Вчера в «Парке культуры и чтения» прошла встреча с Диной Рубиной. Публика жаждала благодарить и спрашивать. Впрочем, писательница считает зрительские симпатии минутной слабостью, а мысль, что ее книги используют в качестве путеводителя по Израилю и вовсе не приводит ее в трепет. За полчаса она лихо раскрыла сюжетные интриги своих романов и подарила каждому по ангелу под обложку.«Прочтение» делится самыми интересными ответами, каждый из которых напоминает отдельный рассказ.

О трилогии «Русская канарейка»

Все герои — мои дети, но когда вы создаете центральную фигуру, в ней должна быть искра Божья.
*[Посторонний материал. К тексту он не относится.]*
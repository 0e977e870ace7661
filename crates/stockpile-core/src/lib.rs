//! # stockpile-core: Pure Data Model for Stockpile
//!
//! This crate holds the data shapes shared by the local snapshot, the remote
//! tables and the sync engine, as pure types with zero I/O dependencies.
//!
//! ## Architecture Position
//! ```text
//! ┌─────────────────────────────────────────────────────────────────────────┐
//! │                        Stockpile Architecture                           │
//! │                                                                         │
//! │  ┌─────────────────────────────────────────────────────────────────┐   │
//! │  │                    UI (inventory + map)                         │   │
//! │  │    edits LocalSnapshot ──► queue_sync ──► status indicator      │   │
//! │  └─────────────────────────────┬───────────────────────────────────┘   │
//! │                                │                                        │
//! │  ┌─────────────────────────────▼───────────────────────────────────┐   │
//! │  │               stockpile-sync (engine)                           │   │
//! │  └─────────────────────────────┬───────────────────────────────────┘   │
//! │                                │                                        │
//! │  ┌─────────────────────────────▼───────────────────────────────────┐   │
//! │  │               ★ stockpile-core (THIS CRATE) ★                   │   │
//! │  │                                                                 │   │
//! │  │   ┌───────────┐  ┌───────────┐  ┌───────────┐                  │   │
//! │  │   │   types   │  │   rows    │  │validation │                  │   │
//! │  │   │ Snapshot  │  │ ItemRow   │  │   rules   │                  │   │
//! │  │   │ Item, Pin │  │ PinRow    │  │  checks   │                  │   │
//! │  │   └───────────┘  └───────────┘  └───────────┘                  │   │
//! │  │                                                                 │   │
//! │  │   NO I/O • NO DATABASE • NO NETWORK • PURE FUNCTIONS           │   │
//! │  └─────────────────────────────────────────────────────────────────┘   │
//! └─────────────────────────────────────────────────────────────────────────┘
//! ```
//!
//! ## Modules
//!
//! - [`types`] - Local-side types (LocalSnapshot, Item, MapPin, SyncMetadata)
//! - [`rows`] - Remote-side row shapes and the mappings to/from local types
//! - [`error`] - Domain error types
//! - [`validation`] - Snapshot validation rules
//!
//! ## Example Usage
//!
//! ```rust
//! use stockpile_core::{Item, LocalSnapshot};
//!
//! let mut snapshot = LocalSnapshot::default();
//! snapshot.items.push(Item::new("water", "Bottled water"));
//!
//! let blob = snapshot.to_json().unwrap();
//! let restored = LocalSnapshot::from_json(&blob).unwrap();
//! assert_eq!(restored.items.len(), 1);
//! assert_eq!(restored.items[0].quantity, 1);
//! ```

// =============================================================================
// Module Declarations
// =============================================================================

pub mod error;
pub mod rows;
pub mod types;
pub mod validation;

// =============================================================================
// Re-exports for Convenience
// =============================================================================

pub use error::{CoreError, CoreResult, ValidationError};
pub use rows::{ItemRow, PinRow, ProfilePatch, ProfileRow, Table};
pub use types::*;

// =============================================================================
// Crate-Level Constants
// =============================================================================

/// Climate used when neither the remote profile nor the local snapshot has one.
pub const DEFAULT_CLIMATE: &str = "temperate";

/// Household size used when neither side has one.
pub const DEFAULT_PEOPLE: u32 = 4;

/// Property selected when neither side has an active property.
pub const DEFAULT_PROPERTY_ID: &str = "home";

/// Maximum length of an item name.
pub const MAX_ITEM_NAME_LEN: usize = 200;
Неважно, авантюрист он или поддельщик картин. Необходимо любить героя. Одна героиня из последнего романа должна была просто родить главного персонажа и смыться в сторонку. Однако я до сих пор с ней вожусь, а она все диктует и диктует свои правила.

У каждого писателя есть две-три волнующие его темы, о которых он думает постоянно. Новый роман, несмотря на неожиданный для меня сюжет, продолжат тему рода, семьи, пересечения человеческих судеб, одиночества и любви. Трилогия «Русская канарейка» мне очень дорога, поскольку это последняя любовь.

О съемках фильма по роману «Синдром Петрушки»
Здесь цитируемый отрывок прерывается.